Поленово стало моей судьбой, потому что это очень хорошо сделанное место – от начала до конца. Когда мне совсем плохо, я вспоминаю, как Поленов делал этот дом. Ему было около пятидесяти. Ему было плохо. Его мучили головные боли. Он собирался ехать лечиться в Крым. Но увидел однажды очень красивые места на Оке. И решил тут поселиться. И когда спускался на лодке с Константином Коровиным от Алексина к Серпухову, то нашел вот этот голый песчаный косогор. Так вот – человеку под пятьдесят. Когда нам кажется, что жизнь фактически кончена. А он приходит на голый косогор и начинает строить усадьбу. Причем в состоянии восторга. Какого-то упоения и творческого экстаза, если хотите.

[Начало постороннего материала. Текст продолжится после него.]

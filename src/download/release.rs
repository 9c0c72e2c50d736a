//! Resolution of "latest" or pinned versions to concrete release artifacts

use std::fmt;

use log::{debug, info};

use super::github::{GitHubRelease, GitHubRepo};
use super::platform::Arch;
use crate::config::LATEST;
use crate::error::{InstallResult, InstallerError};

/// Upstream projects the installer pulls releases from.
#[derive(Debug, Clone, Copy, PartialEq, Eq)]
pub enum Component {
    /// docker-wyze-bridge, installed from the source tarball
    Bridge,
    /// mediamtx binary release
    MediaRelay,
    /// ffmpeg-for-homebridge static build
    Transcoder,
}

impl Component {
    pub fn repo(&self) -> GitHubRepo {
        match self {
            Component::Bridge => GitHubRepo::new("mrlt8", "docker-wyze-bridge"),
            Component::MediaRelay => GitHubRepo::new("bluenviron", "mediamtx"),
            Component::Transcoder => GitHubRepo::new("homebridge", "ffmpeg-for-homebridge"),
        }
    }

    /// Asset name substring to pick, or `None` to use the source tarball.
    pub fn asset_pattern(&self, arch: Arch) -> Option<&'static str> {
        match self {
            Component::Bridge => None,
            Component::MediaRelay => Some(arch.mediamtx_asset()),
            Component::Transcoder => Some(arch.ffmpeg_asset()),
        }
    }
}

impl fmt::Display for Component {
    fn fmt(&self, f: &mut fmt::Formatter<'_>) -> fmt::Result {
        f.write_str(self.repo().name)
    }
}

/// A resolved artifact: which component, which version, where to get it.
#[derive(Debug, Clone, PartialEq, Eq)]
pub struct ReleaseRef {
    pub component: Component,
    /// Tag without its leading `v`
    pub version: String,
    pub url: String,
    /// Expected `sha256:<hex>` digest, when GitHub publishes one
    pub digest: Option<String>,
}

/// Strip a leading `v` from a release tag.
pub fn normalize_tag(tag: &str) -> &str {
    tag.strip_prefix('v').unwrap_or(tag)
}

/// Pick the downloadable artifact of `release` for `component` on `arch`.
pub fn release_ref(
    component: Component,
    release: &GitHubRelease,
    arch: Arch,
) -> InstallResult<ReleaseRef> {
    let version = normalize_tag(&release.tag_name).to_string();

    match component.asset_pattern(arch) {
        Some(pattern) => {
            let asset = release
                .assets
                .iter()
                .find(|a| a.name.contains(pattern))
                .ok_or_else(|| {
                    InstallerError::Network(format!(
                        "[{component}] No asset matching `{pattern}` in release {}",
                        release.tag_name
                    ))
                })?;
            Ok(ReleaseRef {
                component,
                version,
                url: asset.browser_download_url.clone(),
                digest: asset.digest.clone(),
            })
        }
        None => {
            let url = release.tarball_url.clone().ok_or_else(|| {
                InstallerError::Network(format!(
                    "[{component}] Release {} has no source tarball",
                    release.tag_name
                ))
            })?;
            Ok(ReleaseRef {
                component,
                version,
                url,
                digest: None,
            })
        }
    }
}

/// Query GitHub for `component` at `version` ("latest" or a pinned tag).
pub async fn resolve(
    client: &reqwest::Client,
    component: Component,
    version: &str,
) -> InstallResult<ReleaseRef> {
    let repo = component.repo();
    let release = if version == LATEST {
        repo.latest_release(client).await?
    } else {
        repo.release_by_version(client, version).await?
    };
    debug!(
        "[{component}] Found release: {}",
        release.name.as_deref().unwrap_or(&release.tag_name)
    );

    let resolved = release_ref(component, &release, Arch::detect()?)?;
    info!("[{component}] {version} resolved to {}", resolved.version);
    Ok(resolved)
}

Он строит совершенно новое – для себя, для земли. Он строит новый мир, новую страну. И вот получилось Поленово. Первоначально эта усадьба называлась Борок, то есть маленький бор. Все строил сам, по своим чертежам, по своим проектам. И деревья посадил сам. Мы вот сейчас ходим по парку, весь парк – его произведение. Теперь вы представляете, что может сделать человек в 50 лет? Он прекрасно знал, что не увидит деревья большими. Но он знал, что будут дети, внуки, правнуки. И они увидят их большими. И вот этот урок, когда все можно начать с нуля, в любом возрасте, не отнимая ни у кого чужие углы, сделав свой уголок, который будет гораздо интересней, и люди будут говорить о тебе, как о создателе – это очень полезный урок…

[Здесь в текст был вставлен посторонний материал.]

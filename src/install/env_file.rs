//! `KEY=value` environment files.

use std::fs;
use std::path::Path;

use log::info;

use crate::error::{InstallResult, InstallerError};

/// Value of `key` in `content`, trimmed.
pub fn get_value(content: &str, key: &str) -> Option<String> {
    let prefix = format!("{key}=");
    content
        .lines()
        .find_map(|line| line.strip_prefix(prefix.as_str()))
        .map(|v| v.trim().to_string())
}

/// Replace the first `key=` line in `content` or append one.
///
/// Returns the new content and the previous value, if any.
pub fn upsert(content: &str, key: &str, value: &str) -> (String, Option<String>) {
    let prefix = format!("{key}=");
    let mut previous = None;
    let mut lines: Vec<String> = Vec::new();

    for line in content.lines() {
        if previous.is_none()
            && let Some(old) = line.strip_prefix(prefix.as_str())
        {
            previous = Some(old.trim().to_string());
            lines.push(format!("{key}={value}"));
        } else {
            lines.push(line.to_string());
        }
    }
    if previous.is_none() {
        lines.push(format!("{key}={value}"));
    }

    let mut out = lines.join("\n");
    out.push('\n');
    (out, previous)
}

/// Read `key` from the file at `path`; `None` if the file or key is missing.
pub fn read_key(path: &Path, key: &str) -> InstallResult<Option<String>> {
    if !path.is_file() {
        return Ok(None);
    }
    let content = fs::read_to_string(path).map_err(|e| InstallerError::fs(path, e))?;
    Ok(get_value(&content, key))
}

/// Set `key=value` in the file at `path`, creating it if needed.
pub fn update_key(path: &Path, key: &str, value: &str) -> InstallResult<()> {
    let content = if path.is_file() {
        fs::read_to_string(path).map_err(|e| InstallerError::fs(path, e))?
    } else {
        String::new()
    };

    let (updated, previous) = upsert(&content, key, value);
    if let Some(old) = previous
        && old != value
    {
        info!("Updating {}: {key} from: {old} to: {value}", path.display());
    }

    fs::write(path, updated).map_err(|e| InstallerError::fs(path, e))
}

#[cfg(test)]
mod tests {
    use super::*;

    #[test]
    fn test_get_value() {
        let content = "# comment\nVERSION=2.10.3\nMTX_TAG=1.9.0\n";
        assert_eq!(get_value(content, "VERSION").as_deref(), Some("2.10.3"));
        assert_eq!(get_value(content, "MTX_TAG").as_deref(), Some("1.9.0"));
        assert_eq!(get_value(content, "MISSING"), None);
    }

    #[test]
    fn test_upsert_replaces_existing() {
        let (out, prev) = upsert("A=1\nVERSION=1.0\nB=2", "VERSION", "2.0");
        assert_eq!(out, "A=1\nVERSION=2.0\nB=2\n");
        assert_eq!(prev.as_deref(), Some("1.0"));
    }

    #[test]
    fn test_upsert_appends_missing() {
        let (out, prev) = upsert("A=1\n", "MTX_TAG", "1.9.0");
        assert_eq!(out, "A=1\nMTX_TAG=1.9.0\n");
        assert!(prev.is_none());
    }

    #[test]
    fn test_update_key_twice_keeps_single_line() {
        let dir = tempfile::tempdir().unwrap();
        let path = dir.path().join(".env");

        update_key(&path, "VERSION", "2.10.3").unwrap();
        update_key(&path, "VERSION", "2.10.3").unwrap();
        update_key(&path, "VERSION", "2.11.0").unwrap();

        let content = fs::read_to_string(&path).unwrap();
        assert_eq!(content.matches("VERSION=").count(), 1);
        assert_eq!(read_key(&path, "VERSION").unwrap().as_deref(), Some("2.11.0"));
    }

    #[test]
    fn test_read_key_missing_file() {
        let dir = tempfile::tempdir().unwrap();
        assert_eq!(read_key(&dir.path().join(".env"), "VERSION").unwrap(), None);
    }
}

Об этом уроке я думал весь обратный путь. Так сосредоточенно думал, что даже перепутал поезда и сел в Алексине не на калужский, а на тульский. И поехал в обратную сторону от дома. Но это так кажется, что в обратную. Я возвращался домой…
Невероятный Сергей Капица
Скорее всего он ошибся эпохой. Или утилитарная наша эпоха излишне расточительно обошлась с такими, как он. Сергей Капица – типичный персонаж Возрождения. Натурфилософ, энциклопедист, естествоиспытатель, мудрец, пророк, романтик…
На равных он бы мог подискутировать с Декартом и Эйнштейном о бесконечно большом, с Ньютоном и Лейбницем – о бесконечно малом, с Кантом и Толстым – о мире наземном, с Кусто и Мигдалом – о пучинах подводных.
Его находили мудрым и авторитетным собеседником Майя Плисецкая и Папа Римский Иоанн Павел II, дельневосточные подводники и башкирские крестьяне, австралийские спелеологи и физтеховские студенты. Его таковым находили 240 миллионов жителей Союза, к которым этот мудрец приходил еженедельно в гости с экрана своего просветительского детища – "Очевидного и невероятного".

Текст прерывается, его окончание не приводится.